Work task
All lines below containing the string "struct" are to be copied.

Dataset items
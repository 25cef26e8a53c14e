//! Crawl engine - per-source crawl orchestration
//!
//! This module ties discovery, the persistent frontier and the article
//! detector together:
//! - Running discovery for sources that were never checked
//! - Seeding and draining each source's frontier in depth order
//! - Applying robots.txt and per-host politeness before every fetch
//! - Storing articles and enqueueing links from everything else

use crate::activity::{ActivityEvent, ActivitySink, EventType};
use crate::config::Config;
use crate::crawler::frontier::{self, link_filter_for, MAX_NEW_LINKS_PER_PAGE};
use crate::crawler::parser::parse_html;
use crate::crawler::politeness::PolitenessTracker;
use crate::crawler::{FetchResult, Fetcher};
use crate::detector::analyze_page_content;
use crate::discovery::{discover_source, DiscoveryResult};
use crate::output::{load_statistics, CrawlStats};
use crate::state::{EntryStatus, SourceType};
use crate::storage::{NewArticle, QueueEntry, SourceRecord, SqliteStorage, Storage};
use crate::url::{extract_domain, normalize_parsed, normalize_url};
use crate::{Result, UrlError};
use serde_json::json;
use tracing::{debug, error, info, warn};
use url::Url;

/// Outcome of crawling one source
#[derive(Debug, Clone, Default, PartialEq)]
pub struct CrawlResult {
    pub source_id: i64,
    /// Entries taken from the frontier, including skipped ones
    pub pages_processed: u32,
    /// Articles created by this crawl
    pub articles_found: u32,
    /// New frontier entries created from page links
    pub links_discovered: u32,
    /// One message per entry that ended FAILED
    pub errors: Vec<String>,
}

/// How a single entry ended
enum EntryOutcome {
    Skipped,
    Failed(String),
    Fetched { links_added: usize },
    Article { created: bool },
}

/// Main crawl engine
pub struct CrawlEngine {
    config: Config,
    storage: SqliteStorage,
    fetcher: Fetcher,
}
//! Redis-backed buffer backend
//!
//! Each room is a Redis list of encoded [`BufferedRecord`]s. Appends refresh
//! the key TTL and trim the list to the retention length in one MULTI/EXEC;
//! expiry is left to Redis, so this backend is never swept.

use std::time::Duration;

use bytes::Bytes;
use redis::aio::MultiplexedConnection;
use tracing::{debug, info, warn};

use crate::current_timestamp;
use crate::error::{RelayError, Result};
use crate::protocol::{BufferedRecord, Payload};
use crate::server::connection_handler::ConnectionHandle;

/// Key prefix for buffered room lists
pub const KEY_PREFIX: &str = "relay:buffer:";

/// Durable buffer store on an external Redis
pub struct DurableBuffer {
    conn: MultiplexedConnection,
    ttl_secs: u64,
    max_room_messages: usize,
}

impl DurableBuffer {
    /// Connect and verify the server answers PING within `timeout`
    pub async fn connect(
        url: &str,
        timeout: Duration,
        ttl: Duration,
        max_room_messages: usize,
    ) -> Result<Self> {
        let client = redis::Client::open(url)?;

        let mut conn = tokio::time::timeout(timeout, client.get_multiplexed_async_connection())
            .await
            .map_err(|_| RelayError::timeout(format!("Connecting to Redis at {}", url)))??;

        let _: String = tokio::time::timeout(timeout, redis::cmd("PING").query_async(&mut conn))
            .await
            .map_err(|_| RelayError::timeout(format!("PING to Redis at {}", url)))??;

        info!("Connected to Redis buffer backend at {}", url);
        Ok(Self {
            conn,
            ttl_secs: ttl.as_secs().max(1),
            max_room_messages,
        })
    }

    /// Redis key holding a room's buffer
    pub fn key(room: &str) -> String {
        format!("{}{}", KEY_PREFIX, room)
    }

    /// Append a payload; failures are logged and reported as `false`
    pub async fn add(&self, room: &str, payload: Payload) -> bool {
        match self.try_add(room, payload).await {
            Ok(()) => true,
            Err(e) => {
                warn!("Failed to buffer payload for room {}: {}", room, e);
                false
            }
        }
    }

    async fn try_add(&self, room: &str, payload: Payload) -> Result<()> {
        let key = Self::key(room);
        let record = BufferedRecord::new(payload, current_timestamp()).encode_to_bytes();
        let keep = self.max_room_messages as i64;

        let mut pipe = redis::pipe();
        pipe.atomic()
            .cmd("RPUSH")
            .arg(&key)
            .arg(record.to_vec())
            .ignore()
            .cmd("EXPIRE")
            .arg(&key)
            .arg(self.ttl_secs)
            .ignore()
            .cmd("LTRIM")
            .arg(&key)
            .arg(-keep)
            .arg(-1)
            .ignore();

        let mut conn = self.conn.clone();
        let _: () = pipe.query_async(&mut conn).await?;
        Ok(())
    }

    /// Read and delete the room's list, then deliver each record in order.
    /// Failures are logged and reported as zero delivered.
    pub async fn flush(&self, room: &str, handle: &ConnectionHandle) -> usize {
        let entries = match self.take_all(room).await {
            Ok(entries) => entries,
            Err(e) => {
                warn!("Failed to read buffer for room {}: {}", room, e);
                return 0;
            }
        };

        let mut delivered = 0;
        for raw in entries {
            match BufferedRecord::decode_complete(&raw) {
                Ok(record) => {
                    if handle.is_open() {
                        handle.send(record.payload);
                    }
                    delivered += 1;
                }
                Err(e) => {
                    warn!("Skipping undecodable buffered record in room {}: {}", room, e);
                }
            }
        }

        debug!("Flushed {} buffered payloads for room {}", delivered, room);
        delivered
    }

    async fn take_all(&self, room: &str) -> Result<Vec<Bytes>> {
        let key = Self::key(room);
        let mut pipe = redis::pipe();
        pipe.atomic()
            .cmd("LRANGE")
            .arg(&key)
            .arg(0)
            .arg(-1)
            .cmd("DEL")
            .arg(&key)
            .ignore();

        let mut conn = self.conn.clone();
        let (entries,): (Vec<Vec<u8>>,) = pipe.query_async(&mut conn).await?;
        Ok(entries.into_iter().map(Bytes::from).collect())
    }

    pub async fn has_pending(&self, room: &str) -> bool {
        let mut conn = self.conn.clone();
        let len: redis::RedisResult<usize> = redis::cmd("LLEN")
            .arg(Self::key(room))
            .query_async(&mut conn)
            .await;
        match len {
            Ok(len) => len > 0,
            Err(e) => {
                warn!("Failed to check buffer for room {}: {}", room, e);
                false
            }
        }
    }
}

--

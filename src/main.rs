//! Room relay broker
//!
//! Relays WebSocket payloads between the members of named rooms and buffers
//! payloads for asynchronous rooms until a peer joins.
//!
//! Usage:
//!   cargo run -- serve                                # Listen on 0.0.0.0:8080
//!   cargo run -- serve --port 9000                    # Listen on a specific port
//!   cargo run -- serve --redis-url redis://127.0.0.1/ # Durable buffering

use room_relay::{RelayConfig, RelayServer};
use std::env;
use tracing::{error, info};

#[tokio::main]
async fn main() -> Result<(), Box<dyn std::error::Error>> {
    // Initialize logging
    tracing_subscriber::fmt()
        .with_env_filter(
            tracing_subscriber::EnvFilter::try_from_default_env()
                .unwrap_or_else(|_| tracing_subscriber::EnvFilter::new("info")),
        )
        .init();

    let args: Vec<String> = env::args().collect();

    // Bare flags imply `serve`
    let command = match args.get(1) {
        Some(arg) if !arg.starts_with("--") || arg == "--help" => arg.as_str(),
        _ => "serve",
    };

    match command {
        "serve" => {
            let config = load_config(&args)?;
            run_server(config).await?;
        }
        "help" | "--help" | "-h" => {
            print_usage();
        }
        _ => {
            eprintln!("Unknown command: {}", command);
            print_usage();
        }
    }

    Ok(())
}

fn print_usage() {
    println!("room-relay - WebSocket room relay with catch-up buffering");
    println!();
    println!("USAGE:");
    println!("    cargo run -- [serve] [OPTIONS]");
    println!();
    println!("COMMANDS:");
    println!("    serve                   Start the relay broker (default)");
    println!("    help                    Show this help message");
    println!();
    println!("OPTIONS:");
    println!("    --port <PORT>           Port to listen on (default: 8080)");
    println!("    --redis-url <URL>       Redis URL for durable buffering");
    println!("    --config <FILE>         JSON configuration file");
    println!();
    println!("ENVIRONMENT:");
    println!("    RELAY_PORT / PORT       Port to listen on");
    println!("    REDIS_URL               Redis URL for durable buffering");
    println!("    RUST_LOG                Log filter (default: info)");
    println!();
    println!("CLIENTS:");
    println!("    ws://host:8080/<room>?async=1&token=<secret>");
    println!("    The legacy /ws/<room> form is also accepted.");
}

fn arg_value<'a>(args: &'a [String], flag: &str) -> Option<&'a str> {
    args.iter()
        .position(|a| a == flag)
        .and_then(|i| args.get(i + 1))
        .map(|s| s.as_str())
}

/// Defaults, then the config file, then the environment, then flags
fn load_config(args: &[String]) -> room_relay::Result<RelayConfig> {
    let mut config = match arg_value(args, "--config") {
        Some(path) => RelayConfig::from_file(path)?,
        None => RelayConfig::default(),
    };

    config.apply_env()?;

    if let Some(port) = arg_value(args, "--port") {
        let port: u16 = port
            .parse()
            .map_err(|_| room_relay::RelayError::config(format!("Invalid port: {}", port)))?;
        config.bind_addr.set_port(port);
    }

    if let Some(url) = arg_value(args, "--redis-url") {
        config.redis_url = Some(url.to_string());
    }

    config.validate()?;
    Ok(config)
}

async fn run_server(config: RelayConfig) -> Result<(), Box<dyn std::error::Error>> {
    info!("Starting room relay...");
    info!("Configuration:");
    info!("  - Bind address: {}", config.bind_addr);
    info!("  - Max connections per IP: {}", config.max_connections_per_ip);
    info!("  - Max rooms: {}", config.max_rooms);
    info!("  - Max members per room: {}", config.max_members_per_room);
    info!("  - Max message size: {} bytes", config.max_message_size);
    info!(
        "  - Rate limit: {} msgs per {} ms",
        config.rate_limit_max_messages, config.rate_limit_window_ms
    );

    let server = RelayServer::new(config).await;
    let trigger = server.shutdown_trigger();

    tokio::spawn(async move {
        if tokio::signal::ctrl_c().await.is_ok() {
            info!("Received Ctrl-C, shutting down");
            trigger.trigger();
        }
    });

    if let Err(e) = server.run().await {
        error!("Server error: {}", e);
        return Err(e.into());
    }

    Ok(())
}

Your solution
pub struct CrawlResult {
pub struct CrawlEngine {
pub struct DurableBuffer {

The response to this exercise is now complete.